**Records provided**.
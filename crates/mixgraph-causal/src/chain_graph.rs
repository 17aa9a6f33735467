//! Chain graph: directed and undirected edges, no cycle through a directed edge.

use std::collections::HashSet;

use mixgraph_core::errors::{CausalError, RegistryError};
use mixgraph_core::{EdgeRole, EdgeRoleNames, MixGraphResult, NodeId};
use petgraph::{Directed, Undirected};
use tracing::{info, warn};

use crate::algorithms::{chain_graph, m_separation};
use crate::ancestral::HasDirectedRole;
use crate::graph::{Components, DiEdgeGraph, EdgeInput, Edges, MixedEdgeGraph, UnEdgeGraph};

/// A chain graph over node ids `N`.
///
/// Uses the directed and undirected role names of an [`EdgeRoleNames`];
/// the bidirected role is not registered.
#[derive(Debug, Clone)]
pub struct ChainGraph<N: NodeId> {
    graph: MixedEdgeGraph<N>,
    names: EdgeRoleNames,
}

impl<N: NodeId> ChainGraph<N> {
    /// Build with default role names.
    pub fn new(
        directed: impl Into<EdgeInput<N, Directed>>,
        undirected: impl Into<EdgeInput<N, Undirected>>,
    ) -> MixGraphResult<Self> {
        Self::with_names(directed, undirected, EdgeRoleNames::default())
    }

    pub fn with_names(
        directed: impl Into<EdgeInput<N, Directed>>,
        undirected: impl Into<EdgeInput<N, Undirected>>,
        names: EdgeRoleNames,
    ) -> MixGraphResult<Self> {
        names.validate()?;
        let directed = directed.into().build();
        let undirected = undirected.into().build();

        if let Err(err) = chain_graph::check_chain_graph(Some(&directed), Some(&undirected)) {
            warn!(%err, "rejecting chain graph");
            return Err(err);
        }

        let mut graph = MixedEdgeGraph::new();
        graph.add_edge_type(directed, names.directed.clone())?;
        graph.add_edge_type(undirected, names.undirected.clone())?;
        graph.synchronize_nodes();
        info!(nodes = graph.number_of_nodes(), "constructed chain graph");
        Ok(Self { graph, names })
    }

    pub fn mixed(&self) -> &MixedEdgeGraph<N> {
        &self.graph
    }

    pub fn edge_names(&self) -> &EdgeRoleNames {
        &self.names
    }

    pub fn sub_directed_graph(&self) -> MixGraphResult<&DiEdgeGraph<N>> {
        self.graph.get_directed(&self.names.directed)
    }

    pub fn sub_undirected_graph(&self) -> MixGraphResult<&UnEdgeGraph<N>> {
        self.graph.get_undirected(&self.names.undirected)
    }

    pub fn directed_edges(&self) -> MixGraphResult<Edges<'_, N, Directed>> {
        Ok(self.sub_directed_graph()?.edges())
    }

    pub fn undirected_edges(&self) -> MixGraphResult<Edges<'_, N, Undirected>> {
        Ok(self.sub_undirected_graph()?.edges())
    }

    /// Connected components of the undirected role.
    pub fn chain_components(&self) -> MixGraphResult<Components<'_, N>> {
        Ok(self.sub_undirected_graph()?.connected_components())
    }

    pub fn nodes(&self) -> crate::graph::Nodes<'_, N> {
        self.graph.nodes()
    }

    pub fn add_node(&mut self, node: N) -> MixGraphResult<()> {
        self.graph.add_node(node)
    }

    pub fn remove_node(&mut self, node: &N) -> MixGraphResult<()> {
        self.graph.remove_node(node)
    }

    /// Add a directed or undirected edge, keeping the graph a valid chain graph.
    ///
    /// On rejection the graph is left unchanged.
    pub fn add_edge(&mut self, u: N, v: N, role: EdgeRole) -> MixGraphResult<bool> {
        if role == EdgeRole::Bidirected {
            return Err(RegistryError::UnknownEdgeType {
                name: self.names.bidirected.clone(),
            }
            .into());
        }
        if role == EdgeRole::Undirected && u == v {
            return Err(CausalError::SelfLoop {
                node: format!("{u:?}"),
                edge_type: self.names.undirected.clone(),
            }
            .into());
        }

        let name = self.names.name_of(role).to_string();
        let mut candidate = self.graph.clone();
        let added = candidate.add_edge(u, v, &name)?;
        if added {
            let directed = candidate.get_directed(&self.names.directed)?;
            let undirected = candidate.get_undirected(&self.names.undirected)?;
            if let Err(err) = chain_graph::check_chain_graph(Some(directed), Some(undirected)) {
                warn!(%err, "rejecting edge");
                return Err(err);
            }
        }
        self.graph = candidate;
        Ok(added)
    }

    pub fn remove_edge(&mut self, u: &N, v: &N, role: EdgeRole) -> MixGraphResult<()> {
        let name = self.names.name_of(role).to_string();
        self.graph.remove_edge(u, v, &name)
    }

    /// Whether `x` and `y` are m-separated given `z`.
    pub fn m_separated(&self, x: &HashSet<N>, y: &HashSet<N>, z: &HashSet<N>) -> MixGraphResult<bool> {
        m_separation::m_separated(&self.graph, x, y, z, &self.names)
    }
}

impl<N: NodeId> HasDirectedRole<N> for ChainGraph<N> {
    fn sub_directed_graph(&self) -> MixGraphResult<&DiEdgeGraph<N>> {
        ChainGraph::sub_directed_graph(self)
    }
}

**Task requirements**. Show every line from the listing above in which the string "UnEdgeGraph" appears.

**Reply**.
use crate::graph::{Components, DiEdgeGraph, EdgeInput, Edges, MixedEdgeGraph, UnEdgeGraph};
    pub fn sub_undirected_graph(&self) -> MixGraphResult<&UnEdgeGraph<N>> {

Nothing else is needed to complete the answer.